Тесная квартирка на двоих в Бронксе

Но не тут-то было: в течение следующих двух лет моя судьба зависела от меня в такой же степени, в какой от заключенного зависит покрой его тюремной робы. В 1919 году, когда я вернулся в Нью-Йорк, я уже так запутался в жизненных неурядицах, что о периоде веселого монашества на Вашингтон-сквер не приходилось и мечтать. Первым делом нужно было заработать в рекламном агентстве достаточно денег, чтобы снять тесную квартирку на двоих в Бронксе.

Девушка, о которой идет речь, раньше никогда не бывала в Нью-Йорке, но ей хватило ума, чтобы не прийти в восторг от подобной перспективы. И за четыре месяца, проведенных в мареве тревоги и уныния, я набрался больше впечатлений, чем за все предыдущие годы моей жизни. Нью-Йорк сверкал всеми цветами радуги, как в первый день творения. По Пятой авеню маршировали вернувшиеся на родину войска, и навстречу им, на север и восток, инстинктивно устремились девушки — наша страна была величайшей в мире, и настроение у всех было праздничное.

Слонялся ли я субботним днем, как призрак, по «Красному залу» отеля «Плаза», ходил ли на приемы в пышных садах с бассейнами в районе Восточных шестидесятых улиц, пьянствовал ли со студентами Принстона в баре «Билтмор», — я ни на минуту не забывал о том, что у меня есть другая жизнь: унылая комнатенка в Бронксе, клочок пространства в вагоне подземки, каждодневное напряженное ожидание нового письма из Алабамы — придет ли и что в нем будет написано? — мои поношенные костюмы, моя бедность — и любовь.
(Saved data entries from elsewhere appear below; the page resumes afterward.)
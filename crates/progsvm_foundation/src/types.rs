//! Type tags for global and field definitions.

use std::fmt;

#[cfg(feature = "serde")]
use serde::{Deserialize, Serialize};

/// The declared type of a global or entity field definition.
///
/// The engine never consults these at dispatch time; they exist so that
/// debugging output and name lookups can show values the way the program
/// meant them.
#[derive(Copy, Clone, Debug, PartialEq, Eq, Hash)]
#[cfg_attr(feature = "serde", derive(Serialize, Deserialize))]
pub enum DefType {
    /// No value.
    Void,
    /// String id.
    String,
    /// Float.
    Float,
    /// Three floats.
    Vector,
    /// Entity index.
    Entity,
    /// Field offset.
    Field,
    /// Function id.
    Function,
    /// Packed field address.
    Pointer,
}

impl DefType {
    /// Decodes a type from its numeric tag.
    #[must_use]
    pub const fn from_tag(tag: u16) -> Option<Self> {
        Some(match tag {
            0 => Self::Void,
            1 => Self::String,
            2 => Self::Float,
            3 => Self::Vector,
            4 => Self::Entity,
            5 => Self::Field,
            6 => Self::Function,
            7 => Self::Pointer,
            _ => return None,
        })
    }

    /// Returns the numeric tag.
    #[must_use]
    pub const fn tag(self) -> u16 {
        self as u16
    }

    /// Number of cells a value of this type occupies.
    #[must_use]
    pub const fn size(self) -> usize {
        match self {
            Self::Vector => 3,
            _ => 1,
        }
    }
}

impl fmt::Display for DefType {
    fn fmt(&self, f: &mut fmt::Formatter<'_>) -> fmt::Result {
        let name = match self {
            Self::Void => "void",
            Self::String => "string",
            Self::Float => "float",
            Self::Vector => "vector",
            Self::Entity => "entity",
            Self::Field => "field",
            Self::Function => "function",
            Self::Pointer => "pointer",
        };
        f.write_str(name)
    }
}
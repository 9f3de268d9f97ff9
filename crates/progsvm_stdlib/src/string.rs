//! Number and vector formatting builtins.
//!
//! Results go to the VM's temporary string slots, so formatting every frame
//! does not grow the string pool.

#![allow(clippy::unnecessary_wraps)]
#![allow(clippy::cast_possible_truncation)]
#![allow(clippy::cast_precision_loss)]

use progsvm_foundation::{Result, Vec3};
use progsvm_vm::Vm;

/// Formats a float: whole numbers without a fraction, others with one
/// decimal in a five-wide field.
#[must_use]
pub fn format_float(f: f32) -> String {
    let whole = f as i32;
    if whole as f32 == f {
        format!("{whole}")
    } else {
        format!("{f:5.1}")
    }
}

/// Formats a vector as `'x y z'` with one decimal per component.
#[must_use]
pub fn format_vector(v: Vec3) -> String {
    format!("'{:5.1} {:5.1} {:5.1}'", v[0], v[1], v[2])
}

/// `ftos(f)`
///
/// # Errors
///
/// Never fails.
pub fn native_ftos(vm: &mut Vm) -> Result<()> {
    let s = format_float(vm.get_float(0));
    vm.return_string(&s);
    Ok(())
}

/// `vtos(v)`
///
/// # Errors
///
/// Never fails.
pub fn native_vtos(vm: &mut Vm) -> Result<()> {
    let s = format_vector(vm.get_vector(0));
    vm.return_string(&s);
    Ok(())
}
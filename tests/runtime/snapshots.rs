//! Integration tests for saving and restoring sessions

use progsvm_foundation::EntityIndex;
use progsvm_runtime::{from_bytes, to_bytes};

use crate::{Blinker, blinker};

fn records(w: &Blinker) -> Vec<Vec<u32>> {
    let entities = w.session.vm().entities();
    (0..entities.len())
        .map(|i| {
            entities
                .record(EntityIndex::new(i as u32))
                .unwrap()
                .iter()
                .map(|c| c.bits())
                .collect()
        })
        .collect()
}

#[test]
fn restored_session_continues_identically() {
    let mut w = blinker();
    w.start();
    for _ in 0..3 {
        w.session.run_frame(0.25).unwrap();
    }
    let saved = to_bytes(&w.session.snapshot()).unwrap();

    for _ in 0..3 {
        w.session.run_frame(0.25).unwrap();
    }
    let globals = w.session.vm().globals().clone();
    let entities = records(&w);
    let time = w.session.time();

    w.session.restore(from_bytes(&saved).unwrap()).unwrap();
    assert_eq!(w.count(), 3.0);
    for _ in 0..3 {
        w.session.run_frame(0.25).unwrap();
    }
    assert_eq!(w.session.vm().globals(), &globals);
    assert_eq!(records(&w), entities);
    assert_eq!(w.session.time(), time);
}

#[test]
fn snapshot_file_restores_into_fresh_session() {
    let mut w = blinker();
    let e = w.start();
    w.session.run_frame(0.25).unwrap();
    let path = std::env::temp_dir().join("progsvm_runtime_blinker.msgpack");
    w.session.save_to_file(&path).unwrap();

    let mut fresh = blinker();
    fresh.session.load_from_file(&path).unwrap();
    assert_eq!(fresh.count(), 1.0);
    assert_eq!(fresh.float(e, fresh.frame), 1.0);
    assert_eq!(fresh.session.frame_count(), 1);

    let vm = fresh.session.vm();
    let name = vm.entities().get(e, fresh.classname).unwrap().as_string();
    assert_eq!(vm.string(name), "blinker");

    let _ = std::fs::remove_file(&path);
}
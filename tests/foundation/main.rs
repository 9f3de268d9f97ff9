//! Integration tests for Layer 0: Foundation
//!
//! Tests for core types: Cell, EntityIndex, FieldAddress, StringTable, Error.

mod addresses;
mod cells;
mod errors;
mod strings;
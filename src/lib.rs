//! progsvm - Bytecode execution engine for compiled game-logic programs
//!
//! This crate re-exports all layers of the progsvm system for convenient access.
//! For detailed documentation, see the individual layer crates.
//!
//! # Architecture
//!
//! ```text
//! Layer 4: progsvm_runtime    — Session: think scheduling, frame loop, snapshots
//!          progsvm_stdlib     — Reference builtins
//! Layer 3: progsvm_debug      — Disassembly, tracing, profiling, entity dumps
//! Layer 2: progsvm_vm         — Program image, call/locals stacks, execute loop
//! Layer 1: progsvm_storage    — Global segment, entity table
//! Layer 0: progsvm_foundation — Core types (Cell, EntityIndex, Error)
//! ```

pub use progsvm_debug as debug;
pub use progsvm_foundation as foundation;
pub use progsvm_runtime as runtime;
pub use progsvm_stdlib as stdlib;
pub use progsvm_storage as storage;
pub use progsvm_vm as vm;
//! Reference builtin functions for progsvm programs.
//!
//! Builtins are organized by category:
//! - [`math`] - random numbers, rounding, vector length and direction
//! - [`string`] - number and vector formatting
//! - [`entity`] - spawning, removing, and walking entities
//! - [`diag`] - errors, debug printing, and trace switches
//!
//! Each builtin is registered at the number the classic game code declares
//! it with (`float() random = #7;`), so programs compiled against that
//! code call the right function.

#![warn(missing_docs)]
#![warn(clippy::all)]
#![warn(clippy::pedantic)]

pub mod diag;
pub mod entity;
pub mod math;
pub mod string;


use progsvm_vm::{BuiltinFn, Builtins, Vm};

/// Builtin numbers.
pub mod number {
    /// `float() random`
    pub const RANDOM: u32 = 7;
    /// `vector(vector v) normalize`
    pub const NORMALIZE: u32 = 9;
    /// `void(string e, ...) error`
    pub const ERROR: u32 = 10;
    /// `void(string e, ...) objerror`
    pub const OBJERROR: u32 = 11;
    /// `float(vector v) vlen`
    pub const VLEN: u32 = 12;
    /// `float(vector v) vectoyaw`
    pub const VECTOYAW: u32 = 13;
    /// `entity() spawn`
    pub const SPAWN: u32 = 14;
    /// `void(entity e) remove`
    pub const REMOVE: u32 = 15;
    /// `entity(entity start, .string fld, string match) find`
    pub const FIND: u32 = 18;
    /// `void(string s, ...) dprint`
    pub const DPRINT: u32 = 25;
    /// `string(float f) ftos`
    pub const FTOS: u32 = 26;
    /// `string(vector v) vtos`
    pub const VTOS: u32 = 27;
    /// `void() coredump`
    pub const COREDUMP: u32 = 28;
    /// `void() traceon`
    pub const TRACEON: u32 = 29;
    /// `void() traceoff`
    pub const TRACEOFF: u32 = 30;
    /// `void(entity e) eprint`
    pub const EPRINT: u32 = 31;
    /// `float(float v) rint`
    pub const RINT: u32 = 36;
    /// `float(float v) floor`
    pub const FLOOR: u32 = 37;
    /// `float(float v) ceil`
    pub const CEIL: u32 = 38;
    /// `float(float f) fabs`
    pub const FABS: u32 = 43;
    /// `entity(entity e) nextent`
    pub const NEXTENT: u32 = 47;
}

/// Every builtin this crate provides: number, name, function.
pub const TABLE: [(u32, &str, BuiltinFn); 21] = [
    (number::RANDOM, "random", math::native_random),
    (number::NORMALIZE, "normalize", math::native_normalize),
    (number::ERROR, "error", diag::native_error),
    (number::OBJERROR, "objerror", diag::native_objerror),
    (number::VLEN, "vlen", math::native_vlen),
    (number::VECTOYAW, "vectoyaw", math::native_vectoyaw),
    (number::SPAWN, "spawn", entity::native_spawn),
    (number::REMOVE, "remove", entity::native_remove),
    (number::FIND, "find", entity::native_find),
    (number::DPRINT, "dprint", diag::native_dprint),
    (number::FTOS, "ftos", string::native_ftos),
    (number::VTOS, "vtos", string::native_vtos),
    (number::COREDUMP, "coredump", diag::native_coredump),
    (number::TRACEON, "traceon", diag::native_traceon),
    (number::TRACEOFF, "traceoff", diag::native_traceoff),
    (number::EPRINT, "eprint", diag::native_eprint),
    (number::RINT, "rint", math::native_rint),
    (number::FLOOR, "floor", math::native_floor),
    (number::CEIL, "ceil", math::native_ceil),
    (number::FABS, "fabs", math::native_fabs),
    (number::NEXTENT, "nextent", entity::native_nextent),
];

/// Registers every builtin into an existing table.
///
/// Numbers already taken are overwritten.
pub fn register(builtins: &mut Builtins) {
    for (index, name, func) in TABLE {
        builtins.register(index, name, func);
    }
}

/// Returns a table holding just these builtins.
#[must_use]
pub fn builtins() -> Builtins {
    let mut table = Builtins::new();
    register(&mut table);
    table
}

/// Concatenates the string arguments from `first` up to the argument count.
pub(crate) fn var_string(vm: &Vm, first: usize) -> String {
    (first..vm.argc()).map(|n| vm.get_string(n)).collect()
}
В то время как мои друзья вступали в жизнь, становясь добропорядочными людьми, я с трудом удерживал свою утлую лодчонку на стремнине.

Золотая молодежь, окружавшая юную Констанс Беннетт в «Клубе двадцати», однокашники, шумно отмечавшие нашу первую послевоенную встречу в клубе «Йель- Принстон», атмосфера в домах миллионеров, где в свое время я часто бывал, — все это не имело для меня большого значения, хотя я признавал, что обстановка в подобных местах производит глубокое впечатление, и сожалел о том, что предан другой романтической идее. Я не видел никакой разницы между самым веселым застольем и самым скучным кабаре; оттуда я спешил к себе домой на Клермонт-авеню — там был мой дом, потому что за дверью меня могло ждать письмо.

Суматошная жизнь

Одна за другой угасали мои возвышенные мечты о Нью-Йорке. А после встречи с обрюзгшей домовладелицей в Гринвич-Виллидж поблекло и сохранившееся в памяти очарование квартиры, где жил Банни. Она сказала, что я могу приводить в комнату девушек, и мысль об этом повергла меня в смятение: с какой это стати мне понадобится приводить к себе в комнату девушек? — девушка у меня есть.

Я бродил по окрестностям 127-й улицы, и меня возмущала тамошняя суматошная жизнь; а иногда я покупал в аптеке «Грейз» билеты на дешевые места в театр и пытался забыться на несколько часов, отдавшись давнему страстному увлечению бродвейскими постановками. Я был неудачником — средней руки рекламным агентом, не способным начать карьеру писателя. Испытывая отвращение к этому городу, я на последние гроши напивался почти до бесчувствия и тащился домой.

Непостижимый город. То, что произошло в результате, было типичной историей успеха, одной из многочисленных подобных историй, происходивших в те яркие годы на каждом шагу, но эта играет важную роль в моем личном фильме о Нью-Йорке. Полгода спустя, когда я вернулся, передо мной уже были открыты двери всех редакций и издательств, антрепренеры просили пьесы, кинопродюсеры стремились заполучить материал для экранизации.

К моему величайшему удивлению, Нью-Йорк взял меня под свое крыло, причем не как уроженца Среднего Запада и даже не как стороннего наблюдателя, а в качестве архетипа того, что требовалось городу.